Lange wollte ich das nicht mehr aushalten, ich grübelte, mir wollte nichts einfallen. Auf alle Fälle war ich mir sicher, dass ich Heinz nicht in die griechische Schule bringen würde. Wenn er das wollte, musste es selbst machen.
Ostern vergaß ich allen Unmut und versteckte früh morgens die Osternester. Als sie aufstanden suchten sie danach, und freuten sich besonders über die Schokoladen-Hasen. Ich hatte auch hartgekochte Eier bunt bemalt. Dann kochte ich etwas gutes zum Essen und Tina und Heinz gingen zum Spielplatz um zu sehen, ob der Hase dort auch Eier versteckt hatte. Frau Mack hatte noch für jedes Kind ein Nestchen. Als sie zurückkamen fragte sie, ob es denn wohl ihnen gehörte, denn sie hätte doch keine Kinder. Sie waren hungrig und das Essen war fertig.

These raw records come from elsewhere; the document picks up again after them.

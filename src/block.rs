use crate::error::{Error, Result};
use crate::options::Options;
use crate::skiplist::SkipList;
use crc::crc32::{Digest, Hasher32, CASTAGNOLI};
use integer_encoding::{FixedIntWriter, VarIntReader, VarIntWriter};
use log::trace;
use std::io::Read;

pub const BLOCK_RESTART_INTERVAL: usize = 16;

const SNAPPY_TAG: u8 = 1;

/// Conversion between a key or value and its byte representation in a block.
pub trait Encode: Sized {
    fn encode(&self, buf: &mut Vec<u8>);
    fn decode(bytes: &[u8]) -> Result<Self>;
}

impl Encode for Vec<u8> {
    fn encode(&self, buf: &mut Vec<u8>) {
        buf.extend_from_slice(self);
    }
    fn decode(bytes: &[u8]) -> Result<Self> {
        Ok(bytes.to_vec())
    }
}

impl Encode for String {
    fn encode(&self, buf: &mut Vec<u8>) {
        buf.extend_from_slice(self.as_bytes());
    }
    fn decode(bytes: &[u8]) -> Result<Self> {
        String::from_utf8(bytes.to_vec()).map_err(|_| Error::Corrupt("invalid utf-8"))
    }
}

// Big-endian, so byte order matches numeric order.
macro_rules! impl_encode_uint {
    ($($t:ty),*) => {$(
        impl Encode for $t {
            fn encode(&self, buf: &mut Vec<u8>) {
                buf.extend_from_slice(&self.to_be_bytes());
            }
            fn decode(bytes: &[u8]) -> Result<Self> {
                let mut raw = [0u8; std::mem::size_of::<$t>()];
                if bytes.len() != raw.len() {
                    return Err(Error::Corrupt("integer width"));
                }
                raw.copy_from_slice(bytes);
                Ok(<$t>::from_be_bytes(raw))
            }
        }
    )*};
}

impl_encode_uint!(u32, u64);

// Sign bit flipped, then big-endian, so negatives sort before positives.
macro_rules! impl_encode_int {
    ($($t:ty => $u:ty),*) => {$(
        impl Encode for $t {
            fn encode(&self, buf: &mut Vec<u8>) {
                let flipped = (*self as $u) ^ (<$t>::min_value() as $u);
                flipped.encode(buf);
            }
            fn decode(bytes: &[u8]) -> Result<Self> {
                let flipped = <$u>::decode(bytes)?;
                Ok((flipped ^ (<$t>::min_value() as $u)) as $t)
            }
        }
    )*};
}

impl_encode_int!(i32 => u32, i64 => u64);

fn checksum(data: &[u8]) -> u32 {
    let mut digest = Digest::new(CASTAGNOLI);
    digest.write(data);
    digest.sum32()
}

/// Reads a little-endian fixed32, the layout `write_fixedint` produces.
fn decode_fixed32(src: &[u8]) -> u32 {
    let mut raw = [0u8; 4];
    raw.copy_from_slice(&src[..4]);
    u32::from_le_bytes(raw)
}

/// Compresses a raw block and appends the compression tag and CRC32C.
fn seal(raw: &[u8]) -> Result<Vec<u8>> {
    let mut encoder = snap::Encoder::new();
    let mut block = encoder.compress_vec(raw)?;
    block.push(SNAPPY_TAG);
    let crc = checksum(&block);
    block.write_fixedint(crc).unwrap();
    Ok(block)
}

/// Builds a compressed, checksummed block of sorted entries.
///
/// Entry layout: varint shared key length, varint unshared key length,
/// varint value length, unshared key bytes, value bytes. Every
/// `BLOCK_RESTART_INTERVAL` entries the key is stored whole and its offset
/// recorded as a restart point.
pub struct BlockBuilder {
    buffer: Vec<u8>,
    count: usize,
    restarts: Vec<usize>,
    last_key: Vec<u8>,
}

impl BlockBuilder {
    pub fn new() -> Self {
        Self {
            buffer: vec![],
            count: 0,
            restarts: vec![],
            last_key: vec![],
        }
    }

    /// Appends an entry. Keys must arrive in strictly increasing byte order.
    pub fn add(&mut self, key: &[u8], val: &[u8]) {
        debug_assert!(self.count == 0 || self.last_key.as_slice() < key);
        let mut shared_cnt = 0;
        if self.count % BLOCK_RESTART_INTERVAL == 0 {
            self.restarts.push(self.buffer.len());
        } else {
            let min_len = self.last_key.len().min(key.len());
            while shared_cnt < min_len && self.last_key[shared_cnt] == key[shared_cnt] {
                shared_cnt += 1;
            }
        }
        // shared_key_cnt, non_shared_key_cnt, val_cnt, non_shared key, val
        self.buffer.write_varint(shared_cnt).unwrap();
        self.buffer.write_varint(key.len() - shared_cnt).unwrap();
        self.buffer.write_varint(val.len()).unwrap();
        self.buffer.extend_from_slice(&key[shared_cnt..]);
        self.buffer.extend_from_slice(val);

        self.last_key.clear();
        self.last_key.extend_from_slice(key);
        self.count += 1;
    }

    pub fn count(&self) -> usize {
        self.count
    }

    /// Uncompressed size so far, restart array included.
    pub fn size(&self) -> usize {
        self.buffer.len() + 4 * self.restarts.len() + 4
    }

    /// Seals the block and resets the builder for reuse.
    pub fn finish(&mut self) -> Result<Vec<u8>> {
        for i in &self.restarts {
            self.buffer.write_fixedint(*i as u32).unwrap();
        }
        self.buffer
            .write_fixedint(self.restarts.len() as u32)
            .unwrap();

        let block = seal(&self.buffer)?;

        trace!(
            "sealed block: {} entries, {} raw bytes, {} on wire",
            self.count,
            self.buffer.len(),
            block.len()
        );
        self.buffer.clear();
        self.count = 0;
        self.restarts.clear();
        self.last_key.clear();
        Ok(block)
    }
}

impl Default for BlockBuilder {
    fn default() -> Self {
        Self::new()
    }
}

/// Verified, decompressed view over a block produced by [`BlockBuilder`].
pub struct BlockReader {
    data: Vec<u8>,
    restarts: Vec<usize>,
    entries_end: usize,
}

impl BlockReader {
    pub fn new(block: &[u8]) -> Result<Self> {
        if block.len() < 5 {
            return Err(Error::Corrupt("block too short"));
        }
        let (body, crc) = block.split_at(block.len() - 4);
        let expected = decode_fixed32(crc);
        let actual = checksum(body);
        if expected != actual {
            return Err(Error::Checksum { expected, actual });
        }
        let (compressed, tag) = body.split_at(body.len() - 1);
        if tag[0] != SNAPPY_TAG {
            return Err(Error::Corrupt("unknown compression tag"));
        }
        let data = snap::Decoder::new().decompress_vec(compressed)?;

        if data.len() < 4 {
            return Err(Error::Corrupt("missing restart count"));
        }
        let num_restarts = decode_fixed32(&data[data.len() - 4..]) as usize;
        let entries_end = num_restarts
            .checked_mul(4)
            .and_then(|n| (data.len() - 4).checked_sub(n))
            .ok_or(Error::Corrupt("restart array overflows block"))?;
        let restarts = data[entries_end..data.len() - 4]
            .chunks(4)
            .map(|c| decode_fixed32(c) as usize)
            .collect::<Vec<_>>();
        if restarts.iter().any(|&r| r > entries_end) {
            return Err(Error::Corrupt("restart offset out of range"));
        }
        Ok(Self {
            data,
            restarts,
            entries_end,
        })
    }

    pub fn restarts(&self) -> &[usize] {
        &self.restarts
    }

    pub fn iter(&self) -> BlockIter<'_> {
        BlockIter {
            entries: &self.data[..self.entries_end],
            offset: 0,
            key: vec![],
        }
    }
}

pub struct BlockIter<'a> {
    entries: &'a [u8],
    offset: usize,
    key: Vec<u8>,
}

impl<'a> BlockIter<'a> {
    fn read_entry(&mut self) -> Result<(Vec<u8>, &'a [u8])> {
        let entries: &'a [u8] = self.entries;
        let mut rest = &entries[self.offset..];
        let start = rest.len();
        let shared: usize = rest.read_varint()?;
        let unshared: usize = rest.read_varint()?;
        let val_len: usize = rest.read_varint()?;
        let fits = unshared
            .checked_add(val_len)
            .map_or(false, |n| n <= rest.len());
        if shared > self.key.len() || !fits {
            return Err(Error::Corrupt("entry overflows block"));
        }
        self.key.truncate(shared);
        let mut unshared_key = vec![0u8; unshared];
        rest.read_exact(&mut unshared_key)?;
        self.key.extend_from_slice(&unshared_key);
        let val = &rest[..val_len];
        self.offset += start - rest.len() + val_len;
        Ok((self.key.clone(), val))
    }
}

impl<'a> Iterator for BlockIter<'a> {
    type Item = Result<(Vec<u8>, &'a [u8])>;

    fn next(&mut self) -> Option<Self::Item> {
        if self.offset >= self.entries.len() {
            return None;
        }
        let entry = self.read_entry();
        if entry.is_err() {
            // stop after the first corrupt entry
            self.offset = self.entries.len();
        }
        Some(entry)
    }
}

impl<K, V> SkipList<K, V>
where
    K: Ord + Encode,
    V: Encode,
{
    /// Encodes every entry, in key order, into a single block.
    pub fn to_block(&self) -> Result<Vec<u8>> {
        let mut builder = BlockBuilder::new();
        let mut key_buf = vec![];
        let mut val_buf = vec![];
        for (key, value) in self.iter() {
            key_buf.clear();
            val_buf.clear();
            key.encode(&mut key_buf);
            value.encode(&mut val_buf);
            builder.add(&key_buf, &val_buf);
        }
        builder.finish()
    }

    /// Rebuilds a list from a block written by [`SkipList::to_block`].
    pub fn from_block(block: &[u8], options: Options) -> Result<Self> {
        let reader = BlockReader::new(block)?;
        let mut list = Self::with_options(options)?;
        for entry in reader.iter() {
            let (key, val) = entry?;
            list.insert(K::decode(&key)?, V::decode(val)?);
        }
        Ok(list)
    }
}
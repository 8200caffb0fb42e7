use crate::error::{Error, Result};

pub const DEFAULT_MAX_LEVEL: usize = 12;

/// Construction parameters for a [`SkipList`](crate::SkipList).
///
/// `max_level` is the highest level index a tower may reach, so the header
/// carries `max_level + 1` forward slots. A fixed `seed` makes the level
/// draws, and therefore the shape of the list, reproducible.
#[derive(Clone, Debug, PartialEq, Eq)]
pub struct Options {
    pub max_level: usize,
    pub seed: Option<u64>,
}

impl Default for Options {
    fn default() -> Self {
        Self {
            max_level: DEFAULT_MAX_LEVEL,
            seed: None,
        }
    }
}

impl Options {
    pub fn new() -> Self {
        Self::default()
    }

    pub fn max_level(mut self, max_level: usize) -> Self {
        self.max_level = max_level;
        self
    }

    pub fn seed(mut self, seed: u64) -> Self {
        self.seed = Some(seed);
        self
    }

    pub fn validate(&self) -> Result<()> {
        if self.max_level == 0 {
            return Err(Error::InvalidMaxLevel(self.max_level));
        }
        Ok(())
    }
}
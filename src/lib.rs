pub mod block;
pub mod error;
pub mod format;
pub mod node;
pub mod options;
pub mod skiplist;

pub use block::{BlockBuilder, BlockReader, Encode};
pub use error::{Error, Result};
pub use format::LineFormat;
pub use node::Node;
pub use options::Options;
pub use skiplist::{Iter, SkipList};
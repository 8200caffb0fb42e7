use crate::error::{Error, Result};
use crate::skiplist::SkipList;
use std::fmt::{Display, Write};
use std::str::FromStr;

pub const DEFAULT_DELIMITER: &str = ":";

/// Plain-text `key<delimiter>value` entries, one per line.
#[derive(Clone, Debug, PartialEq, Eq)]
pub struct LineFormat {
    delimiter: String,
}

impl Default for LineFormat {
    fn default() -> Self {
        Self::new(DEFAULT_DELIMITER)
    }
}

impl LineFormat {
    /// Panics on an empty delimiter.
    pub fn new(delimiter: &str) -> Self {
        assert!(!delimiter.is_empty(), "delimiter must not be empty");
        Self {
            delimiter: delimiter.to_string(),
        }
    }

    pub fn delimiter(&self) -> &str {
        &self.delimiter
    }

    pub fn is_valid(&self, line: &str) -> bool {
        !line.is_empty() && line.contains(self.delimiter.as_str())
    }

    /// Splits `line` at the first delimiter.
    pub fn parse<'a>(&self, line: &'a str) -> Result<(&'a str, &'a str)> {
        if !self.is_valid(line) {
            return Err(Error::InvalidLine(line.to_string()));
        }
        let at = line
            .find(self.delimiter.as_str())
            .ok_or_else(|| Error::InvalidLine(line.to_string()))?;
        Ok((&line[..at], &line[at + self.delimiter.len()..]))
    }

    pub fn format<K: Display, V: Display>(&self, key: K, value: V) -> String {
        format!("{}{}{}", key, self.delimiter, value)
    }
}

impl<K, V> SkipList<K, V>
where
    K: Ord,
{
    /// Renders every entry in key order, one line each.
    pub fn to_lines(&self, format: &LineFormat) -> String
    where
        K: Display,
        V: Display,
    {
        let mut out = String::new();
        for (key, value) in self.iter() {
            let _ = writeln!(out, "{}", format.format(key, value));
        }
        out
    }

    /// Inserts every non-empty line of `text`, returning how many were read.
    ///
    /// Stops at the first malformed line; entries before it stay inserted.
    pub fn load_lines(&mut self, format: &LineFormat, text: &str) -> Result<usize>
    where
        K: FromStr,
        V: FromStr,
    {
        let mut loaded = 0;
        for line in text.lines().filter(|l| !l.trim().is_empty()) {
            let (key, value) = format.parse(line)?;
            let key = key.parse::<K>().map_err(|_| Error::Parse {
                what: "key",
                input: key.to_string(),
            })?;
            let value = value.parse::<V>().map_err(|_| Error::Parse {
                what: "value",
                input: value.to_string(),
            })?;
            self.insert(key, value);
            loaded += 1;
        }
        Ok(loaded)
    }
}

Nach dem Essen machten wir einen schönen Sparziergang. Danach ging ich mit den beiden ins Bahnhofskino. Nachmittags kamen meistens Trickfilme, und Tina und Heinz hatten ihren Spaß.
Nach Ostern ging ich wieder zur Arbeit. Ich hatte es aufgegeben die Kinder zum Bus zu begleiten. Wenn sie in das Ferienlager wollte, konnten sie allein zum Bus gehen. Sie brauchten auf dem Weg dahin kein einziges Mal über die Straße. Sie konnten direkt auf dem Gehsteig bleiben, der vor unserer Haustür war. Außerdem war der Spielplatz in der Nähe und im Hof durften sie auch spielen. Frau Mack hatte den Schlüssel also konnten sie den auch nicht verlieren.
Wenn ich abends nach Hause kam, fürchtete ich mich täglich vor dem, was sie angestellt hatten. Es hielt sich in Grenzen, denn es beschwerte sich niemand.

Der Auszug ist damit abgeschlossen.